──────── EXTRACTED ENTRIES ────────

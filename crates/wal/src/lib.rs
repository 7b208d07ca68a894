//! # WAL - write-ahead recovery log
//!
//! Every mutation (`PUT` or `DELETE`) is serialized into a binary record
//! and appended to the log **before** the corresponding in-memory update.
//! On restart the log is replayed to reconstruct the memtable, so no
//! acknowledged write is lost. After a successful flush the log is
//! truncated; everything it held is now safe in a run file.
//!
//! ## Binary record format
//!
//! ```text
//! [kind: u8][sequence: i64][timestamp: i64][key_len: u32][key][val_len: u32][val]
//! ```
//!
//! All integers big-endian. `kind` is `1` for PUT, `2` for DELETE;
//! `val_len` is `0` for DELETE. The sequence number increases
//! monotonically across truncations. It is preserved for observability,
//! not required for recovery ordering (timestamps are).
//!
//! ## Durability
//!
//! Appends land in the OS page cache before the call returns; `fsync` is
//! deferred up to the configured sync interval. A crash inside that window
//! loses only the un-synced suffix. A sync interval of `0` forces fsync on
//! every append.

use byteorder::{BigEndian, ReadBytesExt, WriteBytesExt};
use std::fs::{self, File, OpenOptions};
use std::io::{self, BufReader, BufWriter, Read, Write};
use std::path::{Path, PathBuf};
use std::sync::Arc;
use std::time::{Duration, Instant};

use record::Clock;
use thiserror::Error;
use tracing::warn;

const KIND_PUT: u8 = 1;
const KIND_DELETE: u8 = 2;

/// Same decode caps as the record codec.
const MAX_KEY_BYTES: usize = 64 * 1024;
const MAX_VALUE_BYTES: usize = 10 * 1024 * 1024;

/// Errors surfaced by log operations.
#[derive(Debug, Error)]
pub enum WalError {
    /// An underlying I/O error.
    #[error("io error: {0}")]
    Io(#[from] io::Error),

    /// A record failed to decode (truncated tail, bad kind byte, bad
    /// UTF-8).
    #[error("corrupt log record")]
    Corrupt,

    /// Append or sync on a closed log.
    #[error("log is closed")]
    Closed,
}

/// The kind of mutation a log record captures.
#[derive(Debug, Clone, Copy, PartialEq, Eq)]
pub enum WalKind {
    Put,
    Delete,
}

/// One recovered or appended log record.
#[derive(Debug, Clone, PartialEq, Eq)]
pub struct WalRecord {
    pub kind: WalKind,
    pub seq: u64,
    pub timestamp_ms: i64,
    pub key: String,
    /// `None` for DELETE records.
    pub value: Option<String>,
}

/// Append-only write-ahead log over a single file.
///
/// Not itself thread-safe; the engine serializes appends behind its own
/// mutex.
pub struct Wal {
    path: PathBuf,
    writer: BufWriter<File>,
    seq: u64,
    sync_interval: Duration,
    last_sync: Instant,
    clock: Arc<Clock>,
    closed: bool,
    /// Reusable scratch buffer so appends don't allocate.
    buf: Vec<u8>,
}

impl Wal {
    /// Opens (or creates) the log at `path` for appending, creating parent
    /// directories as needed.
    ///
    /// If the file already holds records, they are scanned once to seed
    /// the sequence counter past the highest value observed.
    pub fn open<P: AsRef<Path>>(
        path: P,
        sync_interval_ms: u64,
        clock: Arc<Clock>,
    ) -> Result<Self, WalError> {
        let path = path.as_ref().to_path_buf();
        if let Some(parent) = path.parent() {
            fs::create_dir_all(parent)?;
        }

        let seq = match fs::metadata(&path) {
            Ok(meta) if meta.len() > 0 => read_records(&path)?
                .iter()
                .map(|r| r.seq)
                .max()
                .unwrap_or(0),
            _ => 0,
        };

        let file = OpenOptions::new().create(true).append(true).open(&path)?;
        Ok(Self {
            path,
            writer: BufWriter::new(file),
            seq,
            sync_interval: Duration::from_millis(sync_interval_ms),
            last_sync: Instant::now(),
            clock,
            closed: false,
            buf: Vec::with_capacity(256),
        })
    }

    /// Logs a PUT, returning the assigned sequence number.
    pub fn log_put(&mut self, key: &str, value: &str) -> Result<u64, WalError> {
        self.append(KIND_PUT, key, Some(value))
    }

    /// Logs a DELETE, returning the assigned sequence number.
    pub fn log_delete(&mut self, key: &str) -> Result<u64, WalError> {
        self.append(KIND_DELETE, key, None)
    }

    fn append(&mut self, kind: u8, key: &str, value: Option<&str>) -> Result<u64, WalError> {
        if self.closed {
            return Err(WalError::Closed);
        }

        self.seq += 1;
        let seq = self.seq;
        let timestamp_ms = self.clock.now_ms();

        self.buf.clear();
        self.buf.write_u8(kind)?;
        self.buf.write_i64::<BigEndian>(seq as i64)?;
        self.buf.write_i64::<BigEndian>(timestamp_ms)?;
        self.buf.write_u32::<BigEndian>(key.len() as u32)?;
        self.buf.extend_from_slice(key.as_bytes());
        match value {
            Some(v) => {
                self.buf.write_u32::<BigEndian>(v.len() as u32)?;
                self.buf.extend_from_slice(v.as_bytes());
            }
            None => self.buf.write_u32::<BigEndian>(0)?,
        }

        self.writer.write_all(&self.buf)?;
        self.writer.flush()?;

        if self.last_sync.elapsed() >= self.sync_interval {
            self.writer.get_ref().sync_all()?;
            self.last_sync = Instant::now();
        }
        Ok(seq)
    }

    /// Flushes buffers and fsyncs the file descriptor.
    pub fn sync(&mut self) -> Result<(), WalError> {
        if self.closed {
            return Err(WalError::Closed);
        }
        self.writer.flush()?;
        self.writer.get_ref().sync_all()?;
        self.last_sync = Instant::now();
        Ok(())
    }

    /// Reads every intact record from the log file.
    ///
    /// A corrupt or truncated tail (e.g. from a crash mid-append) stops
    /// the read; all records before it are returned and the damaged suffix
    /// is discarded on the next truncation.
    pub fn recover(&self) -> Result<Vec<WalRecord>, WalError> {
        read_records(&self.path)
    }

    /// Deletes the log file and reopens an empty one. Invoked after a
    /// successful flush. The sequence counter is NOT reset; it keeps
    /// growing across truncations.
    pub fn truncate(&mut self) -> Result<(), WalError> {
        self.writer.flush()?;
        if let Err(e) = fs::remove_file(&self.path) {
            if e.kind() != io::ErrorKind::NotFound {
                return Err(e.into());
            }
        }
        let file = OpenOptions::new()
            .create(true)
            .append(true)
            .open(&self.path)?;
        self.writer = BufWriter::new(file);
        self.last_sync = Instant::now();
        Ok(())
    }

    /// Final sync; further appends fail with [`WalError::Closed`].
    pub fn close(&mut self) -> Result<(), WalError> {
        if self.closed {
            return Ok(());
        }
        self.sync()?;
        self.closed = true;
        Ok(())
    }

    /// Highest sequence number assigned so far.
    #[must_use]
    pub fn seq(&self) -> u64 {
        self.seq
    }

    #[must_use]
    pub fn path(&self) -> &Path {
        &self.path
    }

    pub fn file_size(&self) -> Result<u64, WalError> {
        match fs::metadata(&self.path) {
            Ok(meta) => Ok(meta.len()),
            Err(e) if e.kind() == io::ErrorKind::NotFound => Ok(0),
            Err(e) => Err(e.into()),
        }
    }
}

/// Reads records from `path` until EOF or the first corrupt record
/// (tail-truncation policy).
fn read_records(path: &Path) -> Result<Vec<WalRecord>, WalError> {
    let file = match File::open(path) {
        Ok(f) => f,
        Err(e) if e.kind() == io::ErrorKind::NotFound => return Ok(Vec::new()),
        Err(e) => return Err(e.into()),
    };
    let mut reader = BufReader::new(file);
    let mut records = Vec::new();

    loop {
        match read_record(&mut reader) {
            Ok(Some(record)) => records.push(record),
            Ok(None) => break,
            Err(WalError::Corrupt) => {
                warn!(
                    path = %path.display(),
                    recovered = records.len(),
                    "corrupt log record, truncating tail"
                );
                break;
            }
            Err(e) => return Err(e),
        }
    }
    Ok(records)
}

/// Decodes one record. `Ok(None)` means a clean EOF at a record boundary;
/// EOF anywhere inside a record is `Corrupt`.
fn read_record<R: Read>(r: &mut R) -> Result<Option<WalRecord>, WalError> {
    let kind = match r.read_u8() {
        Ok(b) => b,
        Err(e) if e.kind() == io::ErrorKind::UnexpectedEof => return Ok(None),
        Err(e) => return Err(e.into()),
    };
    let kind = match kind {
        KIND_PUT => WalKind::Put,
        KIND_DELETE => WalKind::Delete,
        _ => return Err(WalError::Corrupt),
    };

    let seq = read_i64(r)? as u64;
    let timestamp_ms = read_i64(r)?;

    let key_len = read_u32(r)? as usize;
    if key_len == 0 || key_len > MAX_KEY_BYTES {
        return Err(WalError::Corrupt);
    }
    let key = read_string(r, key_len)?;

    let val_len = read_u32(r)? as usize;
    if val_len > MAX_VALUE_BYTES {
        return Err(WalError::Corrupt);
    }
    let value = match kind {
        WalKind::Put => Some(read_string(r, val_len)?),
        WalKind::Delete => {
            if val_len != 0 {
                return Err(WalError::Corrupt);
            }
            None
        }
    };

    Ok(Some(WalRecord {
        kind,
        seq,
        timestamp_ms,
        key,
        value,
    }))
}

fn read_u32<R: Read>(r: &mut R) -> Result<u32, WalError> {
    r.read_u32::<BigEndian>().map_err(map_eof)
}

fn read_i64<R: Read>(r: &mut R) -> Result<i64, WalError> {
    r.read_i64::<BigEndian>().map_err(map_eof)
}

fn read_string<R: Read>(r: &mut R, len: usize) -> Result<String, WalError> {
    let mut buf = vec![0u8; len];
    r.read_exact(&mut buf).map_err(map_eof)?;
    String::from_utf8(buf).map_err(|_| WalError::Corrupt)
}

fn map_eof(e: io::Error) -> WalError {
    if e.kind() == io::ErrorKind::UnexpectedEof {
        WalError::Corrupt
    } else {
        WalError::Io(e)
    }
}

────────
──────── EXTRACTED ENTRIES ────────

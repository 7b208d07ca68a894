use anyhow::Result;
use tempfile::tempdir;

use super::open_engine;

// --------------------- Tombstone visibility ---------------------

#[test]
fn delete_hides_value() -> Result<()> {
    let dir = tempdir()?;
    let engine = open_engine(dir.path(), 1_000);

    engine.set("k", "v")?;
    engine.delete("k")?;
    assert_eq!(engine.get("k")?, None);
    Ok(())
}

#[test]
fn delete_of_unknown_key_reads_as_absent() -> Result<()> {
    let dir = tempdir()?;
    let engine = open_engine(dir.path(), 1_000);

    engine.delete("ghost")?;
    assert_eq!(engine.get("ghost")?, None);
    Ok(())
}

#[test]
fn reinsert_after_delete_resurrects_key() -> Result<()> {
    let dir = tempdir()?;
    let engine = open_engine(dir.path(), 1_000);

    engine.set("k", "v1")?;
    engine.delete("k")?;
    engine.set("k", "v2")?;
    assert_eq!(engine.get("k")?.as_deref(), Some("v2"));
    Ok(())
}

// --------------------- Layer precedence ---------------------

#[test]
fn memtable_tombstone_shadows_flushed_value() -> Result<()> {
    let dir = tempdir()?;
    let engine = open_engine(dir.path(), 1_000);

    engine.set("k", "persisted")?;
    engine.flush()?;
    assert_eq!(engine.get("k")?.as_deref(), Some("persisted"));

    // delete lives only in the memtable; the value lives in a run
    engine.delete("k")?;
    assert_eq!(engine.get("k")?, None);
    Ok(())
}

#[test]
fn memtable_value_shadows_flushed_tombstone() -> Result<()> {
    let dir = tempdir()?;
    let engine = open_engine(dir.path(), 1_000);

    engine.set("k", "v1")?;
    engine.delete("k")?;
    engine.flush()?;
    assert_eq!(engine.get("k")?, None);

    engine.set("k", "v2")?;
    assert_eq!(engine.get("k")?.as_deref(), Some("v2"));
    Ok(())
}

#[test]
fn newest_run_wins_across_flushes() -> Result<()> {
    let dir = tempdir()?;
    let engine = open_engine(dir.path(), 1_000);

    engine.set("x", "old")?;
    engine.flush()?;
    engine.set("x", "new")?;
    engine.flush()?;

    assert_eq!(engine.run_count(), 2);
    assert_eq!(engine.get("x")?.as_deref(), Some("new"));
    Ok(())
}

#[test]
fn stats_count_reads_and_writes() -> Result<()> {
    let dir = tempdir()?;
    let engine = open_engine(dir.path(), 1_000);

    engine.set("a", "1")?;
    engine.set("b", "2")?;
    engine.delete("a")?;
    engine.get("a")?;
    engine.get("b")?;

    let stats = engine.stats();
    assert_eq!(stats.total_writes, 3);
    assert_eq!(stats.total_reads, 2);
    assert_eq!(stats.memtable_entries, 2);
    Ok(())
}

────────
──────── EXTRACTED ENTRIES ────────

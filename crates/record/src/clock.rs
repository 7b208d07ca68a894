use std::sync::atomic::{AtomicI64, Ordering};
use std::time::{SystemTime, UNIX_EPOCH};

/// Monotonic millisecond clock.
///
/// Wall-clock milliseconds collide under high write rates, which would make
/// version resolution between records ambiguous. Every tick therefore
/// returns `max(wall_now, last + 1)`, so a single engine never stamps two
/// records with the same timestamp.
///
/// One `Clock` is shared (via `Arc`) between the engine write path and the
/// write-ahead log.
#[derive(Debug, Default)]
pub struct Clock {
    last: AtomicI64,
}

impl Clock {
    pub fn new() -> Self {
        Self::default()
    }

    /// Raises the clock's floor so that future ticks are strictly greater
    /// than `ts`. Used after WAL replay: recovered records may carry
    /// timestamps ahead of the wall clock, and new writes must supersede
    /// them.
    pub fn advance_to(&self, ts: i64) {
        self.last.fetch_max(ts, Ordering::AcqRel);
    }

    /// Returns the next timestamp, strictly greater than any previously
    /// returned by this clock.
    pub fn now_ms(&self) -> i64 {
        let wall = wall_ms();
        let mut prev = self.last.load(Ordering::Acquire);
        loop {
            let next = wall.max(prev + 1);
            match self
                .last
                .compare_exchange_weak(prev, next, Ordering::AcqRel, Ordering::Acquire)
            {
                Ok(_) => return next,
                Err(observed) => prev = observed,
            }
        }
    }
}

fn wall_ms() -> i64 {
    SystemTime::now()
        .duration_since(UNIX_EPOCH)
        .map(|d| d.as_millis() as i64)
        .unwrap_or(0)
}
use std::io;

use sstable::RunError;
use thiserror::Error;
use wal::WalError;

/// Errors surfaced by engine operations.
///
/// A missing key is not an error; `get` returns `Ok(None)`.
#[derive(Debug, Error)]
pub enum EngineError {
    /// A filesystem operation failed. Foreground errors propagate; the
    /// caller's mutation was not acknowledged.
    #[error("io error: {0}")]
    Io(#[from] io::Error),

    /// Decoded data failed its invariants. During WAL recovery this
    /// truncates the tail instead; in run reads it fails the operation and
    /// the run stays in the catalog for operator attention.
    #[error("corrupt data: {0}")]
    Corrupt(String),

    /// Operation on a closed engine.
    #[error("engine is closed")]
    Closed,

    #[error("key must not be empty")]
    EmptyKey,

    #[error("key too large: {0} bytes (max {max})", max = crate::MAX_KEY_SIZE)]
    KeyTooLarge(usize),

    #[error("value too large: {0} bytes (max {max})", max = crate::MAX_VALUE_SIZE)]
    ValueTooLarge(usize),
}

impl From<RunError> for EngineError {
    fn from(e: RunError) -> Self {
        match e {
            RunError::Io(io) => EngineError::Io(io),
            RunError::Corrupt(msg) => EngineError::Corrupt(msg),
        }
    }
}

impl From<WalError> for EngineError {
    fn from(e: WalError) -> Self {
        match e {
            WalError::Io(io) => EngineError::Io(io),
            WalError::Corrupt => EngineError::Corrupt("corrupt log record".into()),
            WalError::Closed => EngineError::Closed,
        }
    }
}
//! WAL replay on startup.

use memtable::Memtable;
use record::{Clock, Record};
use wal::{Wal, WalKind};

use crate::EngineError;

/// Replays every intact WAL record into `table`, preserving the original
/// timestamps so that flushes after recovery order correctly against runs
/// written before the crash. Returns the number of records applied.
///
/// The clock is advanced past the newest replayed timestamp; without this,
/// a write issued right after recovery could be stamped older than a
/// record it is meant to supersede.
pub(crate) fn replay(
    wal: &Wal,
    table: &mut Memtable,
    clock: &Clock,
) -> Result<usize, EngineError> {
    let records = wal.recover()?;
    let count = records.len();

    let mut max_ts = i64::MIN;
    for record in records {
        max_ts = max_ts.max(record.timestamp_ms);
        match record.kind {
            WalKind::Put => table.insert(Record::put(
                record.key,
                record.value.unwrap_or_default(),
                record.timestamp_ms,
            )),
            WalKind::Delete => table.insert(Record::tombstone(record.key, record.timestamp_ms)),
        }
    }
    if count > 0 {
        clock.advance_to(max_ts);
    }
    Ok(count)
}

────────

Go through the data above and return each line containing the string "truncated".

OUTPUT FOR THIS TASK:
//! truncated; everything it held is now safe in a run file.
    /// A record failed to decode (truncated tail, bad kind byte, bad
    /// A corrupt or truncated tail (e.g. from a crash mid-append) stops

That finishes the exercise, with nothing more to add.